Now old Mrs. Hull got to hear of some of my scrapes, and she give it to me in a sperit of wrath that was dredful. I reconciled her in a few days, however, and got a regular blood-suckin kiss of reconciliation from Micheal Ann who had tuk it in her hed to git angry with me at the same time and on account of the same circumstances. Well a week afterwards Mrs. Hull give me an invitation to cum down to her house to superintend the butcherin of twenty hogs. Good! that was jest what I wanted. Thinks I to myself I’ll do things so nice, and be so industriuos that the old woman cant find in her hart to defer mine and Micheal Ann’s wedding day any longer. So down I goes with my oldest breeches on and a red flannel shirt with the sleeves rolled up over my elbows. I was on the place by three o’clock, had all the fires kindled, water made hot, hogs killed, scraped and gutted, before Micheal Ann got up, and I give her a lecture on laziness right before her mother. By twelve o’clock I was so greasy all over that neither Lizy Paul nor Micheal Ann would let me git nigh ’em. In the course of the day I made myself useful in a thousand different ways, sech as seperatin the fat from the intustynes, choppin sawsudge meat and saltin away poke.

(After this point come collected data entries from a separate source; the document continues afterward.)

//! Client registry: registration, approval, secrets and redirect checks.

use std::sync::Arc;

use chrono::Utc;
use serde::Deserialize;

use crate::credentials::{self, CLIENT_ID_LENGTH, CLIENT_SECRET_LENGTH};
use crate::error::{OAuthError, OAuthResult, StoreError};
use crate::identity::IdentityId;
use crate::models::{Client, ClientStatus, ClientType, PERSONAL_CLIENT_ID};
use crate::redirect;
use crate::store::Store;

/// Attempts at finding an unused client id before giving up.
const ID_ATTEMPTS: usize = 3;

/// Fields submitted when registering a client.
#[derive(Debug, Clone, Deserialize)]
pub struct NewClient {
    pub name: String,
    pub description: String,
    #[serde(rename = "type")]
    pub client_type: String,
    #[serde(default)]
    pub redirect_uris: Vec<String>,
}

/// Mutable client fields; `None` leaves a field unchanged.
#[derive(Debug, Clone, Default, Deserialize)]
pub struct ClientUpdate {
    pub name: Option<String>,
    pub description: Option<String>,
    #[serde(rename = "type")]
    pub client_type: Option<String>,
    pub redirect_uris: Option<Vec<String>>,
}

/// Owns registered client records.
#[derive(Clone)]
pub struct ClientRegistry {
    store: Arc<dyn Store>,
    revoke_tokens_on_delete: bool,
}

impl ClientRegistry {
    #[must_use]
    pub fn new(store: Arc<dyn Store>) -> Self {
        Self { store, revoke_tokens_on_delete: false }
    }

    /// Also revoke a client's access tokens when it is deleted.
    #[must_use]
    pub fn with_token_cascade(mut self, enabled: bool) -> Self {
        self.revoke_tokens_on_delete = enabled;
        self
    }

    /// Register a new client in draft status.
    pub async fn create(&self, new: NewClient, owner: &IdentityId) -> OAuthResult<Client> {
        let name = required_text("name", &new.name)?;
        let description = required_text("description", &new.description)?;
        let client_type = parse_type(&new.client_type)?;
        let redirect_uris = validate_redirect_uris(&new.redirect_uris)?;

        let mut client = Client {
            id: String::new(),
            secret: (client_type == ClientType::Private)
                .then(|| credentials::generate(CLIENT_SECRET_LENGTH)),
            client_type,
            redirect_uris,
            name,
            description,
            status: ClientStatus::Draft,
            owner: Some(owner.clone()),
            created_at: Utc::now(),
        };

        for attempt in 1..=ID_ATTEMPTS {
            client.id = credentials::generate(CLIENT_ID_LENGTH);
            match self.store.insert_client(client.clone()).await {
                Ok(()) => {
                    tracing::info!(
                        client_id = %client.id,
                        owner = %owner,
                        client_type = %client.client_type,
                        "Registered OAuth client"
                    );
                    return Ok(client);
                }
                Err(StoreError::Conflict { .. }) if attempt < ID_ATTEMPTS => {
                    tracing::debug!(attempt, "Client id collision, retrying");
                }
                Err(e) => return Err(e.into()),
            }
        }
        Err(StoreError::conflict("client").into())
    }

    /// Look up a client, including the Personal Client.
    pub async fn find(&self, id: &str) -> OAuthResult<Option<Client>> {
        if id == PERSONAL_CLIENT_ID {
            return Ok(Some(Client::personal()));
        }
        Ok(self.store.get_client(id).await?)
    }

    pub async fn get_by_id(&self, id: &str) -> OAuthResult<Client> {
        self.find(id).await?.ok_or_else(|| OAuthError::ClientNotFound(id.to_owned()))
    }

    /// All registered clients (the Personal Client is not listed).
    pub async fn list(&self) -> OAuthResult<Vec<Client>> {
        Ok(self.store.list_clients().await?)
    }

    pub async fn list_for_owner(&self, owner: &IdentityId) -> OAuthResult<Vec<Client>> {
        let clients = self.store.list_clients().await?;
        Ok(clients.into_iter().filter(|c| c.owner.as_ref() == Some(owner)).collect())
    }

    /// Change display fields, redirect URIs or type. Id and secret are kept,
    /// except that becoming private issues a secret and becoming public drops it.
    ///
    /// Changes apply to the stored record, not to `client`, so concurrent
    /// writes to other fields are kept.
    pub async fn update(&self, client: &Client, changes: ClientUpdate) -> OAuthResult<Client> {
        if client.is_personal() {
            return Err(OAuthError::PersonalClient("cannot be updated"));
        }

        let name = changes.name.as_deref().map(|n| required_text("name", n)).transpose()?;
        let description =
            changes.description.as_deref().map(|d| required_text("description", d)).transpose()?;
        let redirect_uris =
            changes.redirect_uris.as_deref().map(validate_redirect_uris).transpose()?;
        let client_type = changes.client_type.as_deref().map(parse_type).transpose()?;

        let updated = self
            .modify(client, move |current| {
                if let Some(name) = name {
                    current.name = name;
                }
                if let Some(description) = description {
                    current.description = description;
                }
                if let Some(uris) = redirect_uris {
                    current.redirect_uris = uris;
                }
                if let Some(client_type) = client_type {
                    current.client_type = client_type;
                    match client_type {
                        ClientType::Private if current.secret.is_none() => {
                            current.secret = Some(credentials::generate(CLIENT_SECRET_LENGTH));
                        }
                        ClientType::Public => current.secret = None,
                        ClientType::Private => {}
                    }
                }
                Ok(())
            })
            .await?;
        tracing::info!(client_id = %updated.id, "Updated OAuth client");
        Ok(updated)
    }

    pub async fn regenerate_secret(&self, client: &Client) -> OAuthResult<Client> {
        if client.is_personal() {
            return Err(OAuthError::PersonalClient("do not support secrets"));
        }
        let updated = self
            .modify(client, |current| {
                if !current.requires_secret() {
                    return Err(OAuthError::validation("type", "public clients have no secret"));
                }
                current.secret = Some(credentials::generate(CLIENT_SECRET_LENGTH));
                Ok(())
            })
            .await?;
        tracing::info!(client_id = %updated.id, "Regenerated client secret");
        Ok(updated)
    }

    /// Publish a draft client. Approving a published client is a no-op.
    pub async fn approve(&self, client: &Client) -> OAuthResult<Client> {
        if client.is_personal() {
            return Err(OAuthError::PersonalClient("do not have an approval status"));
        }
        let updated = self
            .modify(client, |current| {
                current.status = ClientStatus::Published;
                Ok(())
            })
            .await?;
        if client.status != ClientStatus::Published {
            tracing::info!(client_id = %updated.id, "Approved OAuth client");
        }
        Ok(updated)
    }

    /// Delete a client and its authorization codes.
    pub async fn delete(&self, client: &Client) -> OAuthResult<bool> {
        if client.is_personal() {
            return Ok(false);
        }
        let removed = self.store.remove_client(&client.id).await?;
        if removed {
            tracing::info!(client_id = %client.id, "Deleted OAuth client");
            if self.revoke_tokens_on_delete {
                let count = self.store.remove_tokens_for_client(&client.id).await?;
                tracing::info!(client_id = %client.id, count, "Revoked tokens of deleted client");
            }
        }
        Ok(removed)
    }

    async fn modify(
        &self,
        client: &Client,
        edit: impl FnOnce(&mut Client) -> OAuthResult<()> + Send + 'static,
    ) -> OAuthResult<Client> {
        self.store.modify_client(&client.id, Box::new(edit)).await.map_err(|e| match e {
            OAuthError::Storage(StoreError::Missing { .. }) => {
                OAuthError::ClientNotFound(client.id.clone())
            }
            other => other,
        })
    }

    #[must_use]
    pub fn check_redirect_uri(client: &Client, uri: &str) -> bool {
        redirect::matches_any(&client.redirect_uris, uri)
    }

    /// Verify a presented client secret.
    #[must_use]
    pub fn check_secret(client: &Client, secret: &str) -> bool {
        client.secret.as_deref().is_some_and(|expected| credentials::secrets_match(secret, expected))
    }
}

impl std::fmt::Debug for ClientRegistry {
    fn fmt(&self, f: &mut std::fmt::Formatter<'_>) -> std::fmt::Result {
        f.debug_struct("ClientRegistry")
            .field("revoke_tokens_on_delete", &self.revoke_tokens_on_delete)
            .finish()
    }
}

fn required_text(field: &'static str, value: &str) -> OAuthResult<String> {
    let trimmed = value.trim();
    if trimmed.is_empty() {
        return Err(OAuthError::validation(field, "cannot be empty"));
    }
    Ok(trimmed.to_owned())
}

fn parse_type(value: &str) -> OAuthResult<ClientType> {
    value.trim().parse().map_err(|e: String| OAuthError::validation("type", e))
}

fn validate_redirect_uris(uris: &[String]) -> OAuthResult<Vec<String>> {
    let uris: Vec<String> =
        uris.iter().map(|u| u.trim().to_owned()).filter(|u| !u.is_empty()).collect();
    if uris.is_empty() {
        return Err(OAuthError::validation("redirect_uris", "at least one URI is required"));
    }
    for uri in &uris {
        redirect::validate_registration(uri)
            .map_err(|message| OAuthError::validation("redirect_uris", message))?;
    }
    Ok(uris)
}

Night come on, and we all sot round a big poplar tray filled with sawsudgemeat and intustynes, and we commenced stuffin saw sudges and makin merry. I was up to the bissiness of stuffin; so with my broad thumb and goard handle stuffer, I beat Micheal Ann and Liza Paul all to pieces. Old Mrs. Hull got down a mushene made out of tin and sed she was goin to beat us all, but she busted the intustynes so frightfully that she flung the thing at Ranger, (one of the savudgest dogs I ever saw,) jest as he was stickin his nose into the sawsudge meat. The old woman cum mighty nigh bustin out in wrath, but I told a funny joke, and jes then a traveller hollered at the gate——.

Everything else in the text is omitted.